The large number of obliquity cycles without new interglacials prior to the MPT in our results, which did not show up in T17, can be understood as follows: The deconvolution29 of benthic δ18O showed that prior to the MPT only 20% of the long-term signal (41-kyr running mean) has been caused by sea level or ice volume (δ18Osw), rising to 50% during glacial maxima after the MPT, while the dominant part of the change in benthic δ18O has been caused by ocean temperature variations (Fig. 2d). Furthermore, the fraction of ice volume changes based on North America and Eurasia was falling to 50% during sustained long interglacials prior to the MPT, while it stayed around 85% during the last 1 Myr (Fig. 2c). In other words, prior to the MPT the relatively large anomalies in the LR04 benthic δ18O (from which a regular pattern of interglacials has been detected in T17) transform into rather small anomalies in the northern hemispheric ice-volume changes outside of Greenland. Thus, the detrending of the LR04 δ18O applied in T17 is according to our results too imprecise to correct as suggested for the effects of deep ocean temperature and ice volume in Antarctica and Greenland (Fig. 4b). By our definition, this turns the obliquity cycles containing MIS 55, 61, 65, 71, 79, 93, and 101 into periods without the onset of a new interglacial.

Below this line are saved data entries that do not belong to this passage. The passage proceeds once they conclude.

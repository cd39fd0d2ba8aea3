use crate::{backend::use_backend, toast::use_toast};
use api::CampusRepository;
use dioxus::prelude::*;
use jiff::Zoned;
use types::student::{AttendanceConfirmation, Notice};
use ui::{
    EmptyState, HolidayCalendar, Overlay, Panel,
    calendar::CalendarState,
    panel::PanelKey,
    use_panels,
};

#[component]
pub fn StudentDashboard() -> Element {
    let backend = use_backend();
    let mut toast = use_toast();
    let mut panels = use_panels();
    let calendar = use_signal(|| CalendarState::new(Zoned::now().date()));
    let mut notices = use_signal(Vec::<Notice>::new);
    let mut confirmations = use_signal(Vec::<AttendanceConfirmation>::new);
    let mut loading = use_signal(|| true);

    // Fetch notices and attendance confirmations on mount
    use_effect(move || {
        let backend = backend.clone();
        spawn(async move {
            loading.set(true);
            match backend.student_notices().await {
                Ok(n) => notices.set(n),
                Err(e) => toast.error(e),
            }
            match backend.attendance_confirmations().await {
                Ok(a) => confirmations.set(a),
                Err(e) => toast.error(e),
            }
            loading.set(false);
        });
    });

    // Inline and maximized copies of a panel render the same body.
    let body = move |key: PanelKey| -> Element {
        if loading() && key != PanelKey::Holiday {
            return rsx! {
                div { class: "loading", "Loading..." }
            };
        }
        match key {
            PanelKey::Holiday => rsx! {
                HolidayCalendar { state: calendar }
            },
            PanelKey::Notifications => rsx! {
                NoticeList { notices: notices() }
            },
            PanelKey::Attendance => rsx! {
                ConfirmationList { confirmations: confirmations() }
            },
        }
    };

    rsx! {
        div { class: "student-dashboard",
            div { class: "dashboard-columns",
                div { class: "dashboard-left",
                    div { class: "dashboard-slot slot-holiday",
                        Panel {
                            panel: PanelKey::Holiday,
                            maximized: panels.is_maximized(PanelKey::Holiday),
                            on_toggle: move |_| {
                                panels.toggle(PanelKey::Holiday);
                            },
                            {body(PanelKey::Holiday)}
                        }
                    }
                    div { class: "dashboard-slot slot-attendance",
                        Panel {
                            panel: PanelKey::Attendance,
                            maximized: panels.is_maximized(PanelKey::Attendance),
                            on_toggle: move |_| {
                                panels.toggle(PanelKey::Attendance);
                            },
                            {body(PanelKey::Attendance)}
                        }
                    }
                }
                div { class: "dashboard-right",
                    Panel {
                        panel: PanelKey::Notifications,
                        maximized: panels.is_maximized(PanelKey::Notifications),
                        on_toggle: move |_| {
                            panels.toggle(PanelKey::Notifications);
                        },
                        {body(PanelKey::Notifications)}
                    }
                }
            }

            if let Some(key) = panels.maximized() {
                Overlay {
                    on_dismiss: move |_| {
                        panels.close();
                    },
                    Panel {
                        panel: key,
                        maximized: true,
                        on_toggle: move |_| {
                            panels.close();
                        },
                        {body(key)}
                    }
                }
            }
        }
    }
}

#[component]
fn NoticeList(notices: Vec<Notice>) -> Element {
    if notices.is_empty() {
        return rsx! {
            EmptyState {
                title: "No Notifications",
                detail: "Notices from campus offices will appear here.",
            }
        };
    }

    rsx! {
        div { class: "scroll-list",
            for notice in notices {
                NoticeItem { key: "{notice.id}", notice }
            }
        }
    }
}

#[component]
fn NoticeItem(notice: Notice) -> Element {
    let initial = notice.initial();

    rsx! {
        div { class: "notice",
            div { class: "notice-avatar", "{initial}" }
            div { class: "notice-content",
                div { class: "notice-meta",
                    span { class: "notice-sender", "{notice.by}" }
                    " on {notice.date_label}"
                }
                div { class: "notice-body", "{notice.body}" }
                if notice.has_download {
                    if let Some(url) = notice.download_url.clone() {
                        a {
                            class: "btn btn-small btn-primary",
                            href: url,
                            target: "_blank",
                            rel: "noopener noreferrer",
                            "Download"
                        }
                    } else {
                        button { class: "btn btn-small", disabled: true, "Download" }
                    }
                }
            }
        }
    }
}

#[component]
fn ConfirmationList(confirmations: Vec<AttendanceConfirmation>) -> Element {
    if confirmations.is_empty() {
        return rsx! {
            EmptyState {
                title: "No Attendance Notifications",
                detail: "Recent attendance confirmations will appear here.",
            }
        };
    }

    rsx! {
        div { class: "scroll-list",
            for item in confirmations {
                ConfirmationItem { key: "{item.id}", item }
            }
        }
    }
}

#[component]
fn ConfirmationItem(item: AttendanceConfirmation) -> Element {
    let status_class = item.status.css_class();

    rsx! {
        div { class: "confirmation",
            div { class: "confirmation-content",
                div { class: "confirmation-course", "{item.course_code} - {item.course_name}" }
                div { class: "confirmation-meta", "{item.date} • Marked by {item.marked_by}" }
            }
            span { class: "status-pill {status_class}", {item.status.label()} }
        }
    }
}
mod components;

mod home;
pub use home::Home;

mod student_dashboard;
pub use student_dashboard::StudentDashboard;

mod enrollment;
pub use enrollment::StudentEnrollment;

mod attendance;
pub use attendance::AttendanceMarking;

mod marks;
pub use marks::InternalMarks;

mod notifications;
pub use notifications::TeacherNotifications;

mod classrooms;
pub use classrooms::{ClassroomAllocation, ClassroomRequests};

mod courses;
pub use courses::CourseApprovals;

Skipped terminations identified previously for the last 2 Myr20 are by definition related to an obliquity cycle without an interglacial. Therefore, they can be considered as a negative interglacial detector (blue diamonds above Fig. 2a), and we find a huge overlap between the different approaches, but not identical results. This alternative analysis20 was based on benthic δ18O records different from those used in T17, plotted on an age model which is independent of orbital assumptions to avoid circular reasoning and solely based on an own definition of terminations. Thus, identified terminations (that subsequently led into a new interglacial) or skipped terminations (that failed to lead to a new interglacial) are in detail based on different criteria.

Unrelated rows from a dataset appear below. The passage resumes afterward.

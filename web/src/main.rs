use dioxus::prelude::*;

mod backend;
mod toast;
mod views;

use backend::Backend;
use toast::{ToastBanner, ToastState};
use views::{
    AttendanceMarking, ClassroomAllocation, ClassroomRequests, CourseApprovals, Home,
    InternalMarks, StudentDashboard, StudentEnrollment, TeacherNotifications,
};

#[derive(Debug, Clone, Routable, PartialEq)]
#[rustfmt::skip]
pub enum Route {
    #[layout(PortalLayout)]
        #[route("/")]
        Home {},
        #[route("/student")]
        StudentDashboard {},
        #[route("/student/enrollment")]
        StudentEnrollment {},
        #[route("/teacher/attendance")]
        AttendanceMarking {},
        #[route("/teacher/marks")]
        InternalMarks {},
        #[route("/teacher/notifications")]
        TeacherNotifications {},
        #[route("/teacher/classrooms")]
        ClassroomRequests {},
        #[route("/admin/courses")]
        CourseApprovals {},
        #[route("/admin/classrooms")]
        ClassroomAllocation {},
}

fn main() {
    dioxus::logger::initialize_default();
    dioxus::launch(App);
}

#[component]
fn App() -> Element {
    rsx! {
        document::Title { "Smart Campus" }
        document::Link { rel: "icon", href: asset!("/assets/favicon.svg") }
        document::Link { rel: "stylesheet", href: asset!("/assets/main.css") }

        Router::<Route> {}
    }
}

#[component]
fn NavLink(to: Route, children: Element) -> Element {
    let current_route: Route = use_route();
    let is_active = current_route == to;

    rsx! {
        Link {
            to,
            class: if is_active { "active" },
            {children}
        }
    }
}

#[component]
fn PortalLayout() -> Element {
    use_context_provider(ToastState::new);
    let backend = use_resource(Backend::bootstrap);

    match &*backend.read() {
        Some(backend) => rsx! {
            Portal { backend: backend.clone() }
        },
        None => rsx! {
            div { class: "loading", "Loading..." }
        },
    }
}

#[component]
fn Portal(backend: Backend) -> Element {
    let demo = backend.is_demo();
    use_context_provider(|| backend);

    rsx! {
        div { class: "app-layout",
            // Sidebar
            aside { class: "sidebar",
                div { class: "sidebar-header",
                    span { class: "sidebar-logo", "Smart Campus" }
                    if demo {
                        span { class: "sidebar-badge", "Demo" }
                    }
                }
                nav { class: "sidebar-nav",
                    NavLink { to: Route::Home {}, "Overview" }

                    div { class: "sidebar-section", "Student" }
                    NavLink { to: Route::StudentDashboard {}, "Dashboard" }
                    NavLink { to: Route::StudentEnrollment {}, "Enrollment" }

                    div { class: "sidebar-section", "Teacher" }
                    NavLink { to: Route::AttendanceMarking {}, "Attendance" }
                    NavLink { to: Route::InternalMarks {}, "Internal Marks" }
                    NavLink { to: Route::TeacherNotifications {}, "Notifications" }
                    NavLink { to: Route::ClassroomRequests {}, "Classroom Requests" }

                    div { class: "sidebar-section", "Admin" }
                    NavLink { to: Route::CourseApprovals {}, "Course Approvals" }
                    NavLink { to: Route::ClassroomAllocation {}, "Classroom Allocation" }
                }
            }
            // Main content
            main { class: "main-content",
                ToastBanner {}
                Outlet::<Route> {}
            }
        }
    }
}
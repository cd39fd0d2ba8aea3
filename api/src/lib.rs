//! Data access for the campus portal.
//!
//! Every screen talks to a [`CampusRepository`]. [`HttpRepository`] calls the
//! campus REST backend, [`LocalRepository`] serves persisted placeholder data,
//! and [`FallbackRepository`] combines the two.

mod config;
mod fallback;
mod http;
mod local;
mod seed;
mod store;

pub use config::ApiConfig;
pub use fallback::FallbackRepository;
pub use http::HttpRepository;
pub use local::{LocalData, LocalRepository, SNAPSHOT_KEY};
pub use store::{MemoryStore, Store};

use types::{
    Result,
    attendance::{AttendanceSubmission, OdRecord, Student},
    classroom::{Classroom, NewRoomRequest, RoomRequest},
    course::{Course, Enrollment, SlotOffering},
    marks::MarksSubmission,
    notification::TeacherNotification,
    student::{AttendanceConfirmation, Notice},
};

/// The operations the campus screens need from a backend.
#[allow(async_fn_in_trait)]
pub trait CampusRepository {
    async fn student_notices(&self) -> Result<Vec<Notice>>;
    async fn attendance_confirmations(&self) -> Result<Vec<AttendanceConfirmation>>;

    async fn slot_offerings(&self) -> Result<Vec<SlotOffering>>;
    async fn enrollments(&self) -> Result<Vec<Enrollment>>;
    async fn request_enrollment(&self, slot: &str, course_id: &str) -> Result<Enrollment>;

    async fn teacher_courses(&self) -> Result<Vec<Course>>;
    async fn course_students(&self, course_id: &str) -> Result<Vec<Student>>;
    async fn approved_ods(&self) -> Result<Vec<OdRecord>>;
    async fn submit_attendance(&self, submission: &AttendanceSubmission) -> Result<()>;
    async fn submit_marks(&self, submission: &MarksSubmission) -> Result<()>;

    async fn teacher_notifications(&self) -> Result<Vec<TeacherNotification>>;
    async fn mark_notification_read(&self, id: &str) -> Result<()>;

    async fn classrooms(&self) -> Result<Vec<Classroom>>;
    async fn room_requests(&self) -> Result<Vec<RoomRequest>>;
    async fn create_room_request(&self, request: &NewRoomRequest) -> Result<RoomRequest>;
    async fn all_room_requests(&self) -> Result<Vec<RoomRequest>>;
    async fn approve_room_request(&self, id: &str) -> Result<()>;
    async fn reject_room_request(&self, id: &str) -> Result<()>;

    async fn pending_courses(&self) -> Result<Vec<Course>>;
    async fn approve_course(&self, id: &str) -> Result<()>;
    async fn reject_course(&self, id: &str) -> Result<()>;
}

/// Build the repository the app runs against.
///
/// In demo mode only local data is used. Otherwise the backend is primary and
/// local data backs up failed reads.
pub fn connect(config: ApiConfig, local: LocalRepository) -> FallbackRepository<HttpRepository> {
    let primary = (!config.demo_mode).then(|| HttpRepository::new(config.base_url, config.token));
    FallbackRepository::new(primary, local)
}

In combination with our own effort to identify interglacials based on the lack of northern hemisphere land ice outside of Greenland, the different definitions of interglacials converge to a unique solution across most of the last 1.6 Myr, but not across the whole of the Quaternary. Between 1.6 and 2.6 Myr BP, the eight (out of 24) obliquity cycles without the onset of a new interglacial suggests that our classification—based on a deconvolution of the LR04 δ18O stack with currently available information—does not follow a simple rule. Instead, our findings suggest that across various parts of the Quaternary terminations leading to new interglacials are more irregularly placed and not necessarily forced by obliquity changes as is often assumed. This conclusion is conditional to the definition of an interglacial as having little ice in the Northern Hemisphere outside Greenland. Thus, alternative definitions of interglacials (as reviewed previously27) might be necessary when applied to the early Quaternary, and potentially also to earlier periods during the Neogene. Actually, our definition of interglacials clearly illustrates a shift in the climate system, from an interglacial-dominated period in the early Quaternary to a glacial-dominated period in the late Quaternary, a pattern which has originally been suggested from results of a simplified vertically integrated sectorial ice model without thermodynamics28. This becomes especially clear when we base our findings on constant thresholds (e.g., Fig. 3c).

Discussions

Most recently, an intermediate complex Earth system model9 was forced solely by known changes in the orbital parameters and some assumptions on long-term changes in atmospheric CO2. The authors were able to simulate climate dynamics across the MPT confirming a dominant role of regolith removal on glacial dynamics, as proposed earlier8,15. The hypotheses of pressure-melting point dynamics in North American land ice as obtained from the ice-sheet distribution underlying this study here6 and of regolith removal8,9,15 as an explanation for the MPT are not mutually exclusive. They all point to ice-sheet dynamics as a dominant process responsible for the lengthening of the glacial cycles after the MPT, but they disagree in detail on how this is achieved.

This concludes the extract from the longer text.